Animal Tracks & Scat with Mr. Rausch, Forestry with James and Birds of the Wetlands with Julie Morris

And, of course, what would a field trip be without a fun lunchtime game of “Turtle, Turtle, Otter”?  For those who don’t know, that is the twist us SWCD folks put on the traditional “Duck, Duck, Goose”. I mean, who doesn’t love saying, “Turtle, turtle, turtle, turtle, turtle, OTTER!”?  (Although, for some reason, I can never get anyone in the office to chase me; no matter how many times I tap the top of their head and say “You’re the otter!!” They really aren’t amused when I run around and try to sit in their seat, especially since they typically never got up to chase me.)

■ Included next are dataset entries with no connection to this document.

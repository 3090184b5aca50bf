use std::io::Cursor;

use anyhow::{Context, Result};
use folio_contracts::data_url::DataUrl;
use folio_contracts::story::AspectRatio;
use image::{ImageFormat, Rgb, RgbImage};
use serde_json::{Map, Value};
use sha2::{Digest, Sha256};

use crate::model::{GenerativeModel, ImageRequest, JsonRequest, Part, TextRequest};

/// Deterministic offline model; every answer is derived from the request text.
#[derive(Debug, Clone)]
pub struct DryrunModel {
    text_model: String,
    image_model: String,
}

impl Default for DryrunModel {
    fn default() -> Self {
        Self::new("dryrun-text-1", "dryrun-image-1")
    }
}

impl DryrunModel {
    pub fn new(text_model: impl Into<String>, image_model: impl Into<String>) -> Self {
        Self {
            text_model: text_model.into(),
            image_model: image_model.into(),
        }
    }
}

impl GenerativeModel for DryrunModel {
    fn name(&self) -> &str {
        "dryrun"
    }

    fn generate_json(&self, request: &JsonRequest) -> Result<Value> {
        let seed = request_text(&request.parts);
        tracing::debug!(model = %self.text_model, "dryrun json");
        Ok(fill_schema(&request.schema, "value", &seed))
    }

    fn generate_text(&self, request: &TextRequest) -> Result<String> {
        let seed = request_text(&request.parts);
        Ok(format!("Dryrun Story {}", short_id(&seed, 0)))
    }

    fn generate_image(&self, request: &ImageRequest) -> Result<DataUrl> {
        let prompt = request.text();
        let references = request.images().count() as u64;
        let (width, height) = dims_for(request.aspect_ratio.unwrap_or_default());
        let (r, g, b) = color_from_prompt(&prompt, references);
        let image = RgbImage::from_pixel(width, height, Rgb([r, g, b]));
        let mut bytes = Vec::new();
        image
            .write_to(&mut Cursor::new(&mut bytes), ImageFormat::Png)
            .context("failed to encode dryrun image")?;
        tracing::debug!(model = %self.image_model, width, height, "dryrun image");
        Ok(DataUrl::from_bytes("image/png", &bytes))
    }
}

fn request_text(parts: &[Part]) -> String {
    parts
        .iter()
        .filter_map(Part::as_text)
        .collect::<Vec<&str>>()
        .join("\n")
}

fn dims_for(aspect_ratio: AspectRatio) -> (u32, u32) {
    match aspect_ratio {
        AspectRatio::Square => (64, 64),
        AspectRatio::Portrait => (48, 64),
        AspectRatio::Landscape => (64, 48),
        AspectRatio::Tall => (36, 64),
        AspectRatio::Wide => (64, 36),
    }
}

/// Builds a value satisfying a Gemini-style response schema.
fn fill_schema(schema: &Value, name: &str, seed: &str) -> Value {
    if let Some(first) = schema
        .get("enum")
        .and_then(Value::as_array)
        .and_then(|values| values.first())
    {
        return first.clone();
    }
    let kind = schema
        .get("type")
        .and_then(Value::as_str)
        .unwrap_or("string")
        .to_ascii_lowercase();
    match kind.as_str() {
        "object" => {
            let mut out = Map::new();
            if let Some(properties) = schema.get("properties").and_then(Value::as_object) {
                for (key, property) in properties {
                    out.insert(key.clone(), fill_schema(property, key, seed));
                }
            }
            Value::Object(out)
        }
        "array" => {
            let min_items = schema
                .get("minItems")
                .and_then(|raw| {
                    raw.as_u64()
                        .or_else(|| raw.as_str().and_then(|text| text.parse().ok()))
                })
                .unwrap_or(1)
                .max(1);
            let items = schema.get("items").cloned().unwrap_or(Value::Null);
            Value::Array(
                (0..min_items)
                    .map(|idx| fill_schema(&items, name, &format!("{seed}#{idx}")))
                    .collect(),
            )
        }
        "integer" | "number" => Value::from(0),
        "boolean" => Value::Bool(false),
        _ => Value::String(format!("{name} {}", short_id(seed, name.len() as u64))),
    }
}

fn color_from_prompt(prompt: &str, seed: u64) -> (u8, u8, u8) {
    let mut hasher = Sha256::new();
    hasher.update(prompt.as_bytes());
    hasher.update(seed.to_be_bytes());
    let digest = hasher.finalize();
    (digest[0], digest[1], digest[2])
}

fn short_id(prompt: &str, idx: u64) -> String {
    let mut hasher = Sha256::new();
    hasher.update(prompt.as_bytes());
    hasher.update(idx.to_be_bytes());
    let digest = hasher.finalize();
    hex::encode(&digest[..4])
}

#[cfg(test)]
mod tests {
    use serde_json::json;

    use super::*;

    #[test]
    fn images_are_deterministic_pngs_sized_by_aspect_ratio() -> anyhow::Result<()> {
        let model = DryrunModel::default();
        let request = ImageRequest {
            parts: vec![Part::text("a lantern in the rain")],
            aspect_ratio: Some(AspectRatio::Tall),
        };
        let first = model.generate_image(&request)?;
        let second = model.generate_image(&request)?;
        assert_eq!(first, second);
        assert_eq!(first.mime_type(), "image/png");

        let decoded = image::load_from_memory(&first.decode()?)?;
        assert_eq!((decoded.width(), decoded.height()), (36, 64));
        Ok(())
    }

    #[test]
    fn different_prompts_give_different_colours() {
        assert_ne!(color_from_prompt("storm", 0), color_from_prompt("calm", 0));
    }

    #[test]
    fn json_fills_schema_with_min_items() -> anyhow::Result<()> {
        let model = DryrunModel::default();
        let schema = json!({
            "type": "OBJECT",
            "properties": {
                "scenes": {
                    "type": "ARRAY",
                    "minItems": 3,
                    "items": {
                        "type": "OBJECT",
                        "properties": {
                            "summary": { "type": "STRING" },
                            "characters": { "type": "ARRAY", "items": { "type": "STRING" } },
                            "mood": { "type": "STRING", "enum": ["tense", "calm"] }
                        }
                    }
                }
            }
        });
        let value = model.generate_json(&JsonRequest {
            parts: vec![Part::text("Kai walked.")],
            schema,
        })?;
        let scenes = value["scenes"].as_array().cloned().unwrap_or_default();
        assert_eq!(scenes.len(), 3);
        assert!(scenes[0]["summary"].as_str().unwrap_or("").starts_with("summary "));
        assert_eq!(scenes[0]["characters"].as_array().map(Vec::len), Some(1));
        assert_eq!(scenes[2]["mood"], "tense");
        assert_ne!(scenes[0]["summary"], scenes[1]["summary"]);
        Ok(())
    }

    #[test]
    fn text_is_short_and_stable() -> anyhow::Result<()> {
        let model = DryrunModel::default();
        let request = TextRequest {
            parts: vec![Part::text("title please")],
        };
        let title = model.generate_text(&request)?;
        assert_eq!(title, model.generate_text(&request)?);
        assert!(title.starts_with("Dryrun Story "));
        Ok(())
    }
}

Thankfully the beautiful weather held out for yet another field day, this one organized by Jasper County Soil and Water Conservation District’s Jody Wilson and located on the beautiful grounds of the Kankakee Marsh County Park in Lake County.  Jody teamed up with Rensselaer Schools 8th graders, bringing them out to learn about this long gone marsh from visiting speakers Rose Morgan (Newton County SWCD), James Pothoff (DNR), Sarah Wolf (ISDA), and myself! Jody was even able to recruit Jeff Manes and Jim Sweeney local history experts, as well as, writer and contributor to the documentary “Everglades of the North”. 

I was given the opportunity to teach these young adults about animals both currently living in and extinct from the grand marsh.  Many had never even seen some of the animals we had pelts for.  The students even played along (with minimal groaning and eye rolling) in a game to exemplify the importance of using our natural resources wisely. 

None of the students believed beaver pelts were used as currency for early settlers.
Buying groceries with beaver pelts? Crazy!

Every day we come in to the office with a mission, get conservation on the ground.  So we focus on our agricultural producers, promoting cover crops, advising on responsible irrigation, encouraging conservation program sign up, water testing, and the list goes on.  We can’t forget an important part of that mission is our young people.  They may not currently be active stewards of the land but if we are lucky more than a few of the 400+ students we exposed to the beauty and value of our natural resources this past week will grow up to care as much for this land as we do.  And even at their young age they can pass on our message to friends and family.  After all, it is much easier to get conservation on the ground while you are still as close to ground level as these small folks are.